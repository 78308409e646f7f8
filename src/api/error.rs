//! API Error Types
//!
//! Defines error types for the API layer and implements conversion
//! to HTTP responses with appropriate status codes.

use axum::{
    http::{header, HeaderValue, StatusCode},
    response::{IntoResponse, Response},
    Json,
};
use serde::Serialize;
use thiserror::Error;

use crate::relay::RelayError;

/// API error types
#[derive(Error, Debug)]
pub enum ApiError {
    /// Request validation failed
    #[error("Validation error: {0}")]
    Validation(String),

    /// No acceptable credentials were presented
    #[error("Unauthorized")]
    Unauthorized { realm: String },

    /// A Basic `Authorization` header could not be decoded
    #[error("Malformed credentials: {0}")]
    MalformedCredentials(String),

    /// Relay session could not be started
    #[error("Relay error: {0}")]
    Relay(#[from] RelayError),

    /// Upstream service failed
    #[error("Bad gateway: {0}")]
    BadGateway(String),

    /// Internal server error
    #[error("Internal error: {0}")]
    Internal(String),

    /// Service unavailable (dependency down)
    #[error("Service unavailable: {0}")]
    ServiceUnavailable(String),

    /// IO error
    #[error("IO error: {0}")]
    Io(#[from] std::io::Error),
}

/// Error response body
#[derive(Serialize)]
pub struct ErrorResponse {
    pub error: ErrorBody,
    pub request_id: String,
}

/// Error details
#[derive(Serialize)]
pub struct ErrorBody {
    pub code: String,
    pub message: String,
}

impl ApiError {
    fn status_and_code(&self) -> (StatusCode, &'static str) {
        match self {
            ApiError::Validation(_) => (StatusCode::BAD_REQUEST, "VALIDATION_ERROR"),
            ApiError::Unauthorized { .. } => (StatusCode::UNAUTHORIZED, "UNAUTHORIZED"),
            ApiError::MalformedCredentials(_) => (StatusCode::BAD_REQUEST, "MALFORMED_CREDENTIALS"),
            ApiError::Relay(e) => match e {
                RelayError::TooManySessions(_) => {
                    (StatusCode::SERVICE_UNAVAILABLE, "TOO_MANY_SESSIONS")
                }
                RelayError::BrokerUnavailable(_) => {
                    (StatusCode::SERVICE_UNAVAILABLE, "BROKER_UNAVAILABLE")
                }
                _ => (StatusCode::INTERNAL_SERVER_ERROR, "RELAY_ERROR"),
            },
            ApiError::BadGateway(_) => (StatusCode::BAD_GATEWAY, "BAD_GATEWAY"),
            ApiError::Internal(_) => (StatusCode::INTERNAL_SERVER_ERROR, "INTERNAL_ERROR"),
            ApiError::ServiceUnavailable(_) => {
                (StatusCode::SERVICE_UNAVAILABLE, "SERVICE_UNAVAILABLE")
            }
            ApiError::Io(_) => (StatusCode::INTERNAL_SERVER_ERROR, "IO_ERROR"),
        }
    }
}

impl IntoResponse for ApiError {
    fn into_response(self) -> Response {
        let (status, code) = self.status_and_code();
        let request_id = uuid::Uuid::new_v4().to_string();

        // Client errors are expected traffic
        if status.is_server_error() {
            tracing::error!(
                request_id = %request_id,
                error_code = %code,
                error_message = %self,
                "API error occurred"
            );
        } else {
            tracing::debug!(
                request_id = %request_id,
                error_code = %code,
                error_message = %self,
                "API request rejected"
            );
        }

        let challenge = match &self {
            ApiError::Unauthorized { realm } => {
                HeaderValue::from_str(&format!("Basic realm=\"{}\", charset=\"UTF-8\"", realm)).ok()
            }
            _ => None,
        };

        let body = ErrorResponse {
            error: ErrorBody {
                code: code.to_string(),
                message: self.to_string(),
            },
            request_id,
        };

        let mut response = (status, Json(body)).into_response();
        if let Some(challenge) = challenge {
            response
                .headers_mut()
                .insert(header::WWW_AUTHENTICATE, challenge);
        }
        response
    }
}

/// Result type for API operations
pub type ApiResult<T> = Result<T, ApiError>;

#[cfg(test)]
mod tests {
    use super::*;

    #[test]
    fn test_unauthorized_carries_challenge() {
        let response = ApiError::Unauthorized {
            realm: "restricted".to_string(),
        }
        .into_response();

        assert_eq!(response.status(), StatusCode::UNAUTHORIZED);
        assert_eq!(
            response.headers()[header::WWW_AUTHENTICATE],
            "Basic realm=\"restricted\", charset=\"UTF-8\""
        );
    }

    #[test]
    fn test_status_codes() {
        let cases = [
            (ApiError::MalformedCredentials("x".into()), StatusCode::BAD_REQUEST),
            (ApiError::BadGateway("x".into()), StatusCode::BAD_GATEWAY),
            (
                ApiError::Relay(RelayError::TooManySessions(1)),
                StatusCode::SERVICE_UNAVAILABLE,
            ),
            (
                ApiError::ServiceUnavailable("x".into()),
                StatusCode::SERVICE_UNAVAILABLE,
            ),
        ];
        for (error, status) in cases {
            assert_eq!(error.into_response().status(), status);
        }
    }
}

* * *

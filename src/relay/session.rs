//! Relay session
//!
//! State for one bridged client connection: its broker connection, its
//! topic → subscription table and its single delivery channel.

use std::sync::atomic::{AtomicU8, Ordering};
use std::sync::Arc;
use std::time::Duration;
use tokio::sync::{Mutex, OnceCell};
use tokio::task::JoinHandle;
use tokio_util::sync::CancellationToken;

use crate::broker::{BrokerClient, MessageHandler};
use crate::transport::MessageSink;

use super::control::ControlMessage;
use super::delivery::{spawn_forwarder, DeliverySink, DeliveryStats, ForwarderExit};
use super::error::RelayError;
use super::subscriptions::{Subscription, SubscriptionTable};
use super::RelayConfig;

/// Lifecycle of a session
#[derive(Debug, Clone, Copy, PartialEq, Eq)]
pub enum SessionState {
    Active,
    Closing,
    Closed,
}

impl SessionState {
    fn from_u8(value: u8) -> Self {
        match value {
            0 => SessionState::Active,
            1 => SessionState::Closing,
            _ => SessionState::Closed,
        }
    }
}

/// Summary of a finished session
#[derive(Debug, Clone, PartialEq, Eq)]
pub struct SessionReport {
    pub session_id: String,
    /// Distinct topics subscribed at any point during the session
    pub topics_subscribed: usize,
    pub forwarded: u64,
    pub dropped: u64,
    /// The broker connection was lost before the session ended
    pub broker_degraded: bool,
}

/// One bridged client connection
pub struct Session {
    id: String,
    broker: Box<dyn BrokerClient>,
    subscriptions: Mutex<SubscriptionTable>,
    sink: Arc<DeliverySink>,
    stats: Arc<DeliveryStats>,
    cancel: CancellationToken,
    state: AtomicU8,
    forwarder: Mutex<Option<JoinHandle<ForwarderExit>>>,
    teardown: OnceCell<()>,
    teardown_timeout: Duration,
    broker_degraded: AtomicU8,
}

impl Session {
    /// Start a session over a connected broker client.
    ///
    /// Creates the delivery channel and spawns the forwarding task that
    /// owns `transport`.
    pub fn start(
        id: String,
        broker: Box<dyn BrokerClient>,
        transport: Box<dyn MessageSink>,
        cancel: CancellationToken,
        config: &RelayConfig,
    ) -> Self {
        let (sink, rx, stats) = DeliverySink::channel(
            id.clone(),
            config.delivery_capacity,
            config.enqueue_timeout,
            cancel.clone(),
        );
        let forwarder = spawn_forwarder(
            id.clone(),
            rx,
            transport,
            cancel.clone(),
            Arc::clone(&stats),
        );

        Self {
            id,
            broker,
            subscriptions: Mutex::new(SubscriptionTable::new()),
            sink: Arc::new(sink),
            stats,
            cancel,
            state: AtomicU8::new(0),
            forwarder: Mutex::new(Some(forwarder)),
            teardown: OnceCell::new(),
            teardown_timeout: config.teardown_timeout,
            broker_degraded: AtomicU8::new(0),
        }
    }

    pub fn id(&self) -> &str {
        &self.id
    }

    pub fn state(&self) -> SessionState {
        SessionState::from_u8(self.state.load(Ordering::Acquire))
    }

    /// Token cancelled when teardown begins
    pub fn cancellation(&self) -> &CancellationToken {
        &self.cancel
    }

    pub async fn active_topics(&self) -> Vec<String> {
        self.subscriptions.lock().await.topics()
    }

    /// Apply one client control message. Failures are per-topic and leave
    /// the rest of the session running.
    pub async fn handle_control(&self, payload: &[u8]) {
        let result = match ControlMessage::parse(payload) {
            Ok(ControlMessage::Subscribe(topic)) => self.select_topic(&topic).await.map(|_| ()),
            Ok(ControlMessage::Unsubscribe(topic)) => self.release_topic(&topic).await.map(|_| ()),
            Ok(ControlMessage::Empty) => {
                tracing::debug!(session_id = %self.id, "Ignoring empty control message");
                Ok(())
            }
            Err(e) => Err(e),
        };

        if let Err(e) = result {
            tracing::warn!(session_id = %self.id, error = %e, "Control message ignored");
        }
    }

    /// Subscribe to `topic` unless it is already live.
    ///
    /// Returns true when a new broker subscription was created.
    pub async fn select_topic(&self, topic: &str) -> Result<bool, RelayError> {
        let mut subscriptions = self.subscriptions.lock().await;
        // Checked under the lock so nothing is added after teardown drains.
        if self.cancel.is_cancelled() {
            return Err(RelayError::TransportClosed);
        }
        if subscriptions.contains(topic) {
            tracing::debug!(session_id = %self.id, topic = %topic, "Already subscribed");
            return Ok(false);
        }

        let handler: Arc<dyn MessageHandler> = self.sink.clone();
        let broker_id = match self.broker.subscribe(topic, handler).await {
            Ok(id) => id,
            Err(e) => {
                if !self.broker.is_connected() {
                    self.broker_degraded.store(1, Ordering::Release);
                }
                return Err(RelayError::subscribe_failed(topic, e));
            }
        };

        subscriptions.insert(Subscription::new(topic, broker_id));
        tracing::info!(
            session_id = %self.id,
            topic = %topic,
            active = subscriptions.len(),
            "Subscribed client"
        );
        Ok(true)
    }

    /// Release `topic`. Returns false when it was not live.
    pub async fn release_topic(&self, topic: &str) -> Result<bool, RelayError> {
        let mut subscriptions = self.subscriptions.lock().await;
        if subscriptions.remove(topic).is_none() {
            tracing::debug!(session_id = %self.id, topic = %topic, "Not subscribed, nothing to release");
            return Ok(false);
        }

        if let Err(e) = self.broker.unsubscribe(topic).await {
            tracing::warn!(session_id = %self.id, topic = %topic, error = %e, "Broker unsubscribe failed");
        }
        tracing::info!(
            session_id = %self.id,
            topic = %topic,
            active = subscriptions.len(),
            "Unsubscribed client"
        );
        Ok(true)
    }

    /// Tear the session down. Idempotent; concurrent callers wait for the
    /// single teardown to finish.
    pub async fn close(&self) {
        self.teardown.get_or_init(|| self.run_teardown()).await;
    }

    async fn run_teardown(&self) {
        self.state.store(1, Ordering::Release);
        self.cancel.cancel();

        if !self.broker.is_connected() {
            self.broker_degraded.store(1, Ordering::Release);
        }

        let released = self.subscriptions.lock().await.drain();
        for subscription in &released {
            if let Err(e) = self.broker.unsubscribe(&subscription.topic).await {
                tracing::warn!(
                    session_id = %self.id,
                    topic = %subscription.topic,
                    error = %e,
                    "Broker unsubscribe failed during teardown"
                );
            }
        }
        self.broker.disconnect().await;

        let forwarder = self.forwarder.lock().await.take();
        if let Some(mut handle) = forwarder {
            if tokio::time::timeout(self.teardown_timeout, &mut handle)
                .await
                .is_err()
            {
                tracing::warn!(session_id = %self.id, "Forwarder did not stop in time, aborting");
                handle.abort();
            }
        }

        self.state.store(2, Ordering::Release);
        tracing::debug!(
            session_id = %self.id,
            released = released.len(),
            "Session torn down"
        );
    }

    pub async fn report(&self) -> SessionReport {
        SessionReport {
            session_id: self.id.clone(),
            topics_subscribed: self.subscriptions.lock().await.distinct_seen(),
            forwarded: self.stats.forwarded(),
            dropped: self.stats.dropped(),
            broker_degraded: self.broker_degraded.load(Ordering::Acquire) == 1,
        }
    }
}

● Exercise
Look over the listing and return each line that holds "crate".

● Expected answer
use crate::relay::RelayError;
use crate::broker::{BrokerClient, MessageHandler};
use crate::transport::MessageSink;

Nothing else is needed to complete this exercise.